Fix NoSQL Injection in Grape

NoSQL Injection in Grape/Mongoid stacks occurs when untrusted input is passed directly to query operators. Attackers bypass authentication or leak data by injecting MongoDB operators like $gt, $ne, or $where via JSON payloads. If your API doesn't enforce strict typing on parameters, an attacker can swap a string for a hash containing malicious operators, hijacking the query logic.

The Vulnerable Pattern

params do
  requires :api_key
end
post '/auth' do
  # VULNERABLE: If api_key is passed as {"$ne": null}, authentication is bypassed.
  user = User.find_by(token: params[:api_key])
  present user
end

The Secure Implementation

To kill NoSQL injection in Grape, you must leverage the built-in parameter validation and the 'declared' helper. By defining 'type: String', Grape's middleware will automatically reject or stringify complex objects/hashes before they reach your business logic. Using 'declared(params)' is critical because it strips any undeclared parameters that an attacker might try to sneak into the query.

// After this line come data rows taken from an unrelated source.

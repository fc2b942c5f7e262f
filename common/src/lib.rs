//! This library is there to share some common code amongst all flighttracks modules.
//!

mod config;
mod logging;
mod macros;

use clap::{crate_name, crate_version};
pub use config::*;
pub use logging::*;

const NAME: &str = crate_name!();
const VERSION: &str = crate_version!();

pub fn version() -> String {
    format!("{}/{}", NAME, VERSION)
}
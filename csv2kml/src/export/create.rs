/// Small internal module to build the KML elements
///
use std::collections::HashMap;

use flighttracks_formats::{Quality, Track};
use kml::types::{Element, LabelStyle, LineStyle, PolyStyle, Style};
use kml::Kml;

use crate::config::{Camera, StyleDef};

/// Leaf element with text content.
///
pub(crate) fn element(name: &str, content: impl ToString) -> Element {
    Element {
        name: name.into(),
        attrs: HashMap::new(),
        content: Some(content.to_string()),
        children: vec![],
    }
}

/// Element with only children.
///
pub(crate) fn node(name: &str, children: Vec<Element>) -> Element {
    Element {
        name: name.into(),
        attrs: HashMap::new(),
        content: None,
        children,
    }
}

/// `StyleMap` id for each quality, the only place where a quality becomes a style.
///
pub(crate) fn style_id(quality: Quality) -> &'static str {
    match quality {
        Quality::Actual => "good",
        Quality::Estimated => "bad",
    }
}

/// Create a `Style` entry, no icon and hidden labels so that only the track shows.
///
#[tracing::instrument]
pub(crate) fn make_style(name: &str, def: &StyleDef) -> Kml {
    Kml::Style(Style {
        id: Some(name.into()),
        line: LineStyle {
            color: def.line.clone(),
            width: def.width,
            ..Default::default()
        }
        .into(),
        poly: PolyStyle {
            color: def.poly.clone(),
            ..Default::default()
        }
        .into(),
        label: LabelStyle {
            scale: 0.,
            ..Default::default()
        }
        .into(),
        ..Default::default()
    })
}

/// Create a `StyleMap` using the same style for normal and highlight.
///
#[tracing::instrument]
pub(crate) fn make_style_map(name: &str, style: &str) -> Kml {
    let pair = |key: &str| {
        node(
            "Pair",
            vec![element("key", key), element("styleUrl", format!("#{style}"))],
        )
    };
    let mut map = node("StyleMap", vec![pair("normal"), pair("highlight")]);
    map.attrs.insert("id".into(), name.into());
    Kml::Element(map)
}

/// Initial view of the document.
///
pub(crate) fn make_camera(cam: &Camera) -> Kml {
    Kml::Element(node(
        "Camera",
        vec![
            element("longitude", cam.longitude),
            element("latitude", cam.latitude),
            element("altitude", cam.altitude),
            element("heading", cam.heading),
            element("tilt", cam.tilt),
            element("roll", cam.roll),
            element("altitudeMode", "relativeToGround"),
        ],
    ))
}

/// Generate a `gx:Track` with one `when` and one `gx:coord` per point.
///
fn from_track_to_gx(track: &Track) -> Element {
    let mut children = vec![element("extrude", 1), element("altitudeMode", "absolute")];
    children.extend(track.points.iter().map(|p| element("when", p.when())));
    children.extend(track.points.iter().map(|p| {
        element(
            "gx:coord",
            format!("{} {} {}", p.longitude, p.latitude, p.altitude),
        )
    }));
    node("gx:Track", children)
}

/// Create a `Placemark` for one track, named after its first timestamp.
///
pub(crate) fn from_track_to_placemark(track: &Track) -> Element {
    node(
        "Placemark",
        vec![
            element("name", &track.label),
            element("styleUrl", format!("#{}", style_id(track.quality))),
            from_track_to_gx(track),
        ],
    )
}

/// A named folder.
///
pub(crate) fn folder(name: &str, mut elements: Vec<Element>) -> Element {
    let mut children = vec![element("name", name)];
    children.append(&mut elements);
    node("Folder", children)
}
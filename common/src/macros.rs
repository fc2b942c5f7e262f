/// Simple macro to generate PathBuf from a series of entries
///
#[macro_export]
macro_rules! makepath {
    ($($item:expr),+) => {
        [
        $(::std::path::PathBuf::from($item),)+
        ]
        .iter()
        .collect::<::std::path::PathBuf>()
    };
}
//! Position samples as recorded for one flight.
//!
//! The CSV file has no header and the following fields:
//!
//! - segment id (integer)
//! - estimated flag, 0 = measured, 1 = computed
//! - UNIX timestamp in seconds (float)
//! - latitude (degrees)
//! - longitude (degrees)
//! - altitude in feet
//!

use std::io::Read;

use csv::{ErrorKind, ReaderBuilder, StringRecord, Trim};
use jiff::tz::TimeZone;
use jiff::{SignedDuration, Timestamp, Zoned};
use serde::{Deserialize, Serialize};
use tracing::{debug, trace};

use crate::{to_meters, ParseError, FIELDS};

/// Column names, in file order.
const COLUMNS: [&str; FIELDS] = [
    "segment",
    "estimated",
    "timestamp",
    "latitude",
    "longitude",
    "altitude",
];

/// One record as found in the file, before any check or conversion.
///
#[derive(Debug, Deserialize)]
struct RawSample {
    segment: i64,
    estimated: i64,
    timestamp: f64,
    latitude: f64,
    longitude: f64,
    /// Feet
    altitude: f64,
}

/// One observed or inferred position report.
///
#[derive(Clone, Debug, PartialEq, Serialize)]
pub struct Sample {
    /// Logical flight leg as recorded by the instrument
    pub segment: i64,
    /// Position was computed instead of measured
    pub estimated: bool,
    /// Time of the report, attributed to the flight timezone
    pub time: Zoned,
    /// Latitude in degrees
    pub latitude: f64,
    /// Longitude in degrees
    pub longitude: f64,
    /// Altitude in meters
    pub altitude: f64,
}

impl Sample {
    /// Convert one raw record into a `Sample`, `line` is only used for error reporting.
    ///
    pub fn from_record(
        record: &StringRecord,
        line: u64,
        tz: &TimeZone,
    ) -> Result<Sample, ParseError> {
        let row = record.iter().collect::<Vec<_>>().join(",");

        if record.len() != FIELDS {
            return Err(ParseError::BadArity {
                line,
                found: record.len(),
                row,
            });
        }

        let raw: RawSample = match record.deserialize(None) {
            Ok(raw) => raw,
            Err(e) => {
                let column = match e.kind() {
                    ErrorKind::Deserialize { err, .. } => err.field().map(|f| f as usize),
                    _ => None,
                };
                return Err(match column {
                    Some(1) => ParseError::BadFlag {
                        line,
                        value: record[1].to_string(),
                        row,
                    },
                    Some(i) if i < FIELDS => ParseError::BadField {
                        line,
                        field: COLUMNS[i],
                        value: record[i].to_string(),
                        row,
                    },
                    _ => ParseError::Csv(e),
                });
            }
        };

        let estimated = match raw.estimated {
            0 => false,
            1 => true,
            _ => {
                return Err(ParseError::BadFlag {
                    line,
                    value: record[1].to_string(),
                    row,
                });
            }
        };

        // NaN and infinities go through serde, refuse them here
        let values = [raw.timestamp, raw.latitude, raw.longitude, raw.altitude];
        if let Some(i) = values.iter().position(|v| !v.is_finite()) {
            return Err(ParseError::BadField {
                line,
                field: COLUMNS[i + 2],
                value: record[i + 2].to_string(),
                row,
            });
        }

        let time = SignedDuration::try_from_secs_f64(raw.timestamp)
            .and_then(Timestamp::from_duration)
            .map_err(|_| ParseError::BadTimestamp {
                line,
                value: raw.timestamp,
                row: row.clone(),
            })?
            .to_zoned(tz.clone());

        Ok(Sample {
            segment: raw.segment,
            estimated,
            time,
            latitude: raw.latitude,
            longitude: raw.longitude,
            altitude: to_meters(raw.altitude),
        })
    }
}

/// Physical line numbers, blank lines included.
///
/// The csv reader skips empty lines without counting them so we count the
/// newlines ourselves, from one record start to the next.
///
#[derive(Debug)]
struct LineCounter {
    /// Bytes already counted
    pos: usize,
    /// Line at `pos`, 1-based
    line: u64,
}

impl LineCounter {
    fn new() -> Self {
        LineCounter { pos: 0, line: 1 }
    }

    /// Line of the record whose parsing started at `byte`.
    ///
    fn at(&mut self, data: &[u8], byte: usize) -> u64 {
        // Parsing may start on the blank lines skipped before the record
        let mut start = byte.min(data.len());
        while start < data.len() && matches!(data[start], b'\n' | b'\r') {
            start += 1;
        }
        if start > self.pos {
            self.line += data[self.pos..start].iter().filter(|&&b| b == b'\n').count() as u64;
            self.pos = start;
        }
        self.line
    }
}

/// Read all the samples of one flight, in file order.
///
/// Any bad record aborts the whole read, we never return a partial flight.
///
#[tracing::instrument(skip(rdr, tz))]
pub fn read_samples<R: Read>(mut rdr: R, tz: &TimeZone) -> Result<Vec<Sample>, ParseError> {
    trace!("reading samples");

    let mut data = vec![];
    rdr.read_to_end(&mut data).map_err(csv::Error::from)?;

    let mut reader = ReaderBuilder::new()
        .has_headers(false)
        .flexible(true)
        .trim(Trim::All)
        .from_reader(data.as_slice());

    let mut lines = LineCounter::new();
    let mut record = StringRecord::new();
    let mut samples = vec![];
    while reader.read_record(&mut record)? {
        let byte = record.position().map(|p| p.byte()).unwrap_or(0);
        let line = lines.at(&data, byte as usize);
        samples.push(Sample::from_record(&record, line, tz)?);
    }
    debug!("{} samples read", samples.len());
    Ok(samples)
}

#[cfg(test)]
mod tests {
    use super::*;
    use rstest::rstest;

    fn la() -> TimeZone {
        TimeZone::get("America/Los_Angeles").unwrap()
    }

    #[test]
    fn test_read_samples_simple() {
        let input = "1,0,100,37,-122,1000\n1,1,101.5,37.01,-122.01,1010\n";
        let res = read_samples(input.as_bytes(), &la()).unwrap();

        assert_eq!(2, res.len());
        assert_eq!(1, res[0].segment);
        assert!(!res[0].estimated);
        assert!(res[1].estimated);
        assert_eq!(37.0, res[0].latitude);
        assert_eq!(-122.0, res[0].longitude);
        assert_eq!(1000.0 / 3.281, res[0].altitude);
        assert_eq!(Timestamp::from_second(100).unwrap(), res[0].time.timestamp());
        assert_eq!(
            Timestamp::from_millisecond(101_500).unwrap(),
            res[1].time.timestamp()
        );
    }

    #[test]
    fn test_read_samples_timezone() {
        let input = "1,0,1700000000,37,-122,0\n";
        let res = read_samples(input.as_bytes(), &la()).unwrap();

        assert_eq!(Some("America/Los_Angeles"), res[0].time.time_zone().iana_name());
        // 2023-11-14T22:13:20Z is still PST
        assert_eq!(-8, res[0].time.offset().seconds() / 3600);
    }

    #[test]
    fn test_read_samples_whitespace() {
        let input = " 2 , 1 , 100 , 37 , -122 , 3281 \n";
        let res = read_samples(input.as_bytes(), &la()).unwrap();

        assert_eq!(2, res[0].segment);
        assert!(res[0].estimated);
        assert_eq!(1000.0, res[0].altitude);
    }

    #[test]
    fn test_read_samples_empty() {
        let res = read_samples("".as_bytes(), &la()).unwrap();
        assert!(res.is_empty());
    }

    #[test]
    fn test_read_samples_keeps_order() {
        let input = "1,0,300,37,-122,0\n1,0,100,37,-122,0\n1,0,200,37,-122,0\n";
        let res = read_samples(input.as_bytes(), &la()).unwrap();

        let secs: Vec<_> = res.iter().map(|s| s.time.timestamp().as_second()).collect();
        assert_eq!(vec![300, 100, 200], secs);
    }

    #[rstest]
    #[case("1,0,100,37,-122\n", 1)]
    #[case("1,0,100,37,-122,1000,12\n", 1)]
    #[case("1,0,100,37,-122,1000\n1,0,101\n", 2)]
    fn test_read_samples_bad_arity(#[case] input: &str, #[case] at: u64) {
        let res = read_samples(input.as_bytes(), &la());
        match res {
            Err(ParseError::BadArity { line, .. }) => assert_eq!(at, line),
            other => panic!("unexpected {other:?}"),
        }
    }

    #[rstest]
    #[case("x,0,100,37,-122,1000", "segment")]
    #[case("1.5,0,100,37,-122,1000", "segment")]
    #[case("1,0,soon,37,-122,1000", "timestamp")]
    #[case("1,0,100,north,-122,1000", "latitude")]
    #[case("1,0,100,37,,1000", "longitude")]
    #[case("1,0,100,37,-122,NaN", "altitude")]
    fn test_read_samples_bad_field(#[case] input: &str, #[case] name: &str) {
        let res = read_samples(input.as_bytes(), &la());
        match res {
            Err(ParseError::BadField { field, row, .. }) => {
                assert_eq!(name, field);
                assert_eq!(input, row);
            }
            other => panic!("unexpected {other:?}"),
        }
    }

    #[rstest]
    #[case("2")]
    #[case("-1")]
    #[case("yes")]
    fn test_read_samples_bad_flag(#[case] flag: &str) {
        let input = format!("1,{flag},100,37,-122,1000\n");
        let res = read_samples(input.as_bytes(), &la());
        assert!(matches!(res, Err(ParseError::BadFlag { line: 1, .. })));
    }

    #[test]
    fn test_read_samples_bad_timestamp() {
        let input = "1,0,1e300,37,-122,1000\n";
        let res = read_samples(input.as_bytes(), &la());
        assert!(matches!(res, Err(ParseError::BadTimestamp { line: 1, .. })));
    }

    #[rstest]
    #[case("1,0,100,37,-122,1000\n\n\n1,0,101,37,x,1000\n", 4)]
    #[case("1,0,100,37,-122,1000\r\n\r\n1,0,101,37,x,1000\r\n", 3)]
    #[case("\n1,0,100,37,x,1000\n", 2)]
    #[case("1,0,100,37,-122,1000\n\n1,0,101,37,-122,1000\n\n1,0,102,37,x,1000", 5)]
    fn test_read_samples_line_after_blank(#[case] input: &str, #[case] at: u64) {
        let err = read_samples(input.as_bytes(), &la()).unwrap_err();
        assert!(matches!(err, ParseError::BadField { field: "longitude", .. }));
        assert_eq!(Some(at), err.line());
    }

    #[test]
    fn test_parse_error_line() {
        let input = "1,0,100,37,-122,1000\n\n1,0,101,37,-122\n";
        let err = read_samples(input.as_bytes(), &la()).unwrap_err();
        assert_eq!(Some(3), err.line());
        assert!(err.to_string().starts_with("line 3:"));
    }
}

This ensures that even if a library like Mongoid accepts hashes for complex queries, your API layer only ever passes sanitized, scalar values.

params do
  requires :api_key, type: String, desc: 'Strictly enforced string token'
end
post '/auth' do
  # SECURE: declared(params) ensures only validated keys are used.
  # type: String forces the input to be a scalar, neutralizing hash-based operator injection.
  safe_params = declared(params)
  user = User.find_by(token: safe_params[:api_key])
  present user
end